# AIM OF THE EXERCISE
Return exactly and only these lines: the first of the listing through the one containing "fn default() ->".

# TASK DATA
=====

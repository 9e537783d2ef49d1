//! In-process transport that simulates pairing and delivery.
//!
//! Speaks no network protocol. Codes are issued as soon as a pairing stream
//! is open on a connected client, pairing is completed by calling
//! [`LoopbackClient::complete_pairing`], and sent messages are recorded for
//! inspection. Used by the test suite and for local development.

use std::collections::BTreeMap;
use std::sync::atomic::{AtomicBool, AtomicU64, AtomicUsize, Ordering};
use std::sync::{Arc, Mutex, MutexGuard};
use std::time::Duration;

use async_trait::async_trait;
use tokio::sync::mpsc;
use tokio_util::sync::CancellationToken;
use tracing::{debug, trace};

use super::{
    ConnectionEvent, DeviceProvider, Jid, MediaKind, OutgoingMessage, PairingEvent,
    PairingStream, TransportClient, TransportError, UploadedMedia,
};

const PAIRING_BUFFER: usize = 8;

/// Behaviour knobs for the loopback network.
#[derive(Debug, Clone)]
pub struct LoopbackConfig {
    /// Issue a code whenever a pairing stream is open on a connected client.
    pub auto_code: bool,
    /// Validity attached to issued codes. `None` leaves it to the gateway
    /// default.
    pub code_ttl: Option<Duration>,
    /// Make every `connect` fail.
    pub fail_connect: bool,
}

impl Default for LoopbackConfig {
    fn default() -> Self {
        Self {
            auto_code: true,
            code_ttl: Some(Duration::from_secs(60)),
            fail_connect: false,
        }
    }
}

#[derive(Default)]
struct Shared {
    devices: Mutex<BTreeMap<String, Jid>>,
    clients: Mutex<Vec<Arc<LoopbackClient>>>,
    config: Mutex<LoopbackConfig>,
    counter: AtomicU64,
}

fn lock<T>(mutex: &Mutex<T>) -> MutexGuard<'_, T> {
    mutex.lock().unwrap_or_else(|poisoned| poisoned.into_inner())
}

impl Shared {
    fn next(&self) -> u64 {
        self.counter.fetch_add(1, Ordering::Relaxed) + 1
    }

    fn config(&self) -> LoopbackConfig {
        lock(&self.config).clone()
    }
}

/// Device container of the loopback network.
#[derive(Clone, Default)]
pub struct LoopbackProvider {
    shared: Arc<Shared>,
}

impl LoopbackProvider {
    pub fn new() -> Self {
        Self::default()
    }

    pub fn with_config(config: LoopbackConfig) -> Self {
        let provider = Self::default();
        *lock(&provider.shared.config) = config;
        provider
    }

    /// Change behaviour for clients created or connected from now on.
    pub fn configure<F>(&self, f: F)
    where
        F: FnOnce(&mut LoopbackConfig),
    {
        f(&mut lock(&self.shared.config));
    }

    /// Store a paired device credential for `account`, as if it had been
    /// linked in an earlier run.
    pub fn provision(&self, account: &str) -> Jid {
        let jid = Jid::device(account, 1);
        lock(&self.shared.devices).insert(jid.to_string(), jid.clone());
        jid
    }

    /// Every client handed out so far, oldest first.
    pub fn clients(&self) -> Vec<Arc<LoopbackClient>> {
        lock(&self.shared.clients).clone()
    }

    pub fn last_client(&self) -> Option<Arc<LoopbackClient>> {
        lock(&self.shared.clients).last().cloned()
    }

    fn spawn_client(&self, device: Option<Jid>) -> Arc<LoopbackClient> {
        let client = Arc::new(LoopbackClient {
            shared: Arc::clone(&self.shared),
            device: Mutex::new(device),
            connected: AtomicBool::new(false),
            pairing: Mutex::new(None),
            sink: Mutex::new(None),
            sent: Mutex::new(Vec::new()),
            connects: AtomicUsize::new(0),
            disconnects: AtomicUsize::new(0),
        });
        lock(&self.shared.clients).push(Arc::clone(&client));
        client
    }
}

#[async_trait]
impl DeviceProvider for LoopbackProvider {
    async fn new_device(&self) -> Result<Arc<dyn TransportClient>, TransportError> {
        Ok(self.spawn_client(None))
    }

    async fn all_devices(&self) -> Result<Vec<Jid>, TransportError> {
        Ok(lock(&self.shared.devices).values().cloned().collect())
    }

    async fn get_device(&self, jid: &Jid) -> Result<Option<Jid>, TransportError> {
        Ok(lock(&self.shared.devices).get(&jid.to_string()).cloned())
    }

    async fn client_for(&self, device: &Jid) -> Result<Arc<dyn TransportClient>, TransportError> {
        if !lock(&self.shared.devices).contains_key(&device.to_string()) {
            return Err(TransportError::Device(format!("unknown device {}", device)));
        }
        Ok(self.spawn_client(Some(device.clone())))
    }

    async fn delete_device(&self, device: &Jid) -> Result<(), TransportError> {
        lock(&self.shared.devices).remove(&device.to_string());
        Ok(())
    }
}

/// A simulated connection.
pub struct LoopbackClient {
    shared: Arc<Shared>,
    device: Mutex<Option<Jid>>,
    connected: AtomicBool,
    pairing: Mutex<Option<(mpsc::Sender<PairingEvent>, CancellationToken)>>,
    sink: Mutex<Option<mpsc::Sender<ConnectionEvent>>>,
    sent: Mutex<Vec<(Jid, OutgoingMessage)>>,
    connects: AtomicUsize,
    disconnects: AtomicUsize,
}

impl LoopbackClient {
    /// Push a pairing event onto the open stream. Returns `false` when no
    /// live stream is open.
    pub fn push_pairing_event(&self, event: PairingEvent) -> bool {
        let mut pairing = lock(&self.pairing);
        let open = match pairing.as_ref() {
            Some((tx, cancel)) if !cancel.is_cancelled() => tx.try_send(event).is_ok(),
            _ => false,
        };
        if !open {
            *pairing = None;
        }
        open
    }

    /// Issue a new code on the open pairing stream.
    pub fn issue_code(&self) -> bool {
        let n = self.shared.next();
        let ttl = self.shared.config().code_ttl;
        self.push_pairing_event(PairingEvent::Code {
            code: format!("2@loopback-{n},pairing-payload"),
            timeout: ttl,
        })
    }

    /// Simulate the owner scanning the code: the device becomes linked to
    /// `account`, the pairing stream reports success and a `Connected`
    /// notification follows.
    pub fn complete_pairing(&self, account: &str) -> Jid {
        let index = (self.shared.next() % u64::from(u16::MAX)) as u16;
        let jid = Jid::device(account, index.max(1));
        lock(&self.shared.devices).insert(jid.to_string(), jid.clone());
        *lock(&self.device) = Some(jid.clone());
        self.push_pairing_event(PairingEvent::Success);
        self.connected.store(true, Ordering::SeqCst);
        self.emit(ConnectionEvent::Connected);
        jid
    }

    /// Deliver a connection notification to the installed sink.
    pub fn emit(&self, event: ConnectionEvent) -> bool {
        match lock(&self.sink).as_ref() {
            Some(sink) => sink.try_send(event).is_ok(),
            None => false,
        }
    }

    pub fn has_open_pairing_stream(&self) -> bool {
        matches!(lock(&self.pairing).as_ref(), Some((tx, cancel)) if !cancel.is_cancelled() && !tx.is_closed())
    }

    pub fn sent_messages(&self) -> Vec<(Jid, OutgoingMessage)> {
        lock(&self.sent).clone()
    }

    pub fn connect_count(&self) -> usize {
        self.connects.load(Ordering::SeqCst)
    }

    pub fn disconnect_count(&self) -> usize {
        self.disconnects.load(Ordering::SeqCst)
    }
}

#[async_trait]
impl TransportClient for LoopbackClient {
    async fn connect(&self) -> Result<(), TransportError> {
        let config = self.shared.config();
        if config.fail_connect {
            return Err(TransportError::Connect("loopback refused connection".into()));
        }
        self.connected.store(true, Ordering::SeqCst);
        self.connects.fetch_add(1, Ordering::SeqCst);
        trace!("loopback client connected");

        if self.device().is_some() {
            self.emit(ConnectionEvent::Connected);
        } else if config.auto_code {
            self.issue_code();
        }
        Ok(())
    }

    async fn disconnect(&self) {
        if self.connected.swap(false, Ordering::SeqCst) {
            self.emit(ConnectionEvent::Disconnected);
        }
        self.disconnects.fetch_add(1, Ordering::SeqCst);
        *lock(&self.pairing) = None;
        debug!("loopback client disconnected");
    }

    fn is_connected(&self) -> bool {
        self.connected.load(Ordering::SeqCst)
    }

    fn device(&self) -> Option<Jid> {
        lock(&self.device).clone()
    }

    async fn open_pairing_stream(
        &self,
        cancel: CancellationToken,
    ) -> Result<PairingStream, TransportError> {
        if self.device().is_some() {
            return Err(TransportError::Pairing("device already paired".into()));
        }
        let (tx, rx) = mpsc::channel(PAIRING_BUFFER);
        *lock(&self.pairing) = Some((tx, cancel));

        if self.is_connected() && self.shared.config().auto_code {
            self.issue_code();
        }
        Ok(rx)
    }

    async fn upload(
        &self,
        data: Vec<u8>,
        kind: MediaKind,
    ) -> Result<UploadedMedia, TransportError> {
        if !self.is_connected() {
            return Err(TransportError::Closed);
        }
        let n = self.shared.next();
        Ok(UploadedMedia {
            url: format!("loopback://media/{}/{}", kind.as_str(), n),
            direct_path: format!("/{}/{}", kind.as_str(), n),
            media_key: n.to_be_bytes().to_vec(),
            file_length: data.len() as u64,
            ..UploadedMedia::default()
        })
    }

    async fn send_message(
        &self,
        recipient: &Jid,
        message: OutgoingMessage,
    ) -> Result<String, TransportError> {
        if !self.is_connected() {
            return Err(TransportError::Closed);
        }
        lock(&self.sent).push((recipient.clone(), message));
        Ok(format!("LB{:016X}", self.shared.next()))
    }

    fn set_event_sink(&self, sink: mpsc::Sender<ConnectionEvent>) {
        *lock(&self.sink) = Some(sink);
    }
}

=====

# RESULT BELOW
repository 9e537783d2ef49d1
//! In-process transport that simulates pairing and delivery.
//!
//! Speaks no network protocol. Codes are issued as soon as a pairing stream
//! is open on a connected client, pairing is completed by calling
//! [`LoopbackClient::complete_pairing`], and sent messages are recorded for
//! inspection. Used by the test suite and for local development.

use std::collections::BTreeMap;
use std::sync::atomic::{AtomicBool, AtomicU64, AtomicUsize, Ordering};
use std::sync::{Arc, Mutex, MutexGuard};
use std::time::Duration;

use async_trait::async_trait;
use tokio::sync::mpsc;
use tokio_util::sync::CancellationToken;
use tracing::{debug, trace};

use super::{
    ConnectionEvent, DeviceProvider, Jid, MediaKind, OutgoingMessage, PairingEvent,
    PairingStream, TransportClient, TransportError, UploadedMedia,
};

const PAIRING_BUFFER: usize = 8;

/// Behaviour knobs for the loopback network.
#[derive(Debug, Clone)]
pub struct LoopbackConfig {
    /// Issue a code whenever a pairing stream is open on a connected client.
    pub auto_code: bool,
    /// Validity attached to issued codes. `None` leaves it to the gateway
    /// default.
    pub code_ttl: Option<Duration>,
    /// Make every `connect` fail.
    pub fail_connect: bool,
}

impl Default for LoopbackConfig {
    fn default() -> Self {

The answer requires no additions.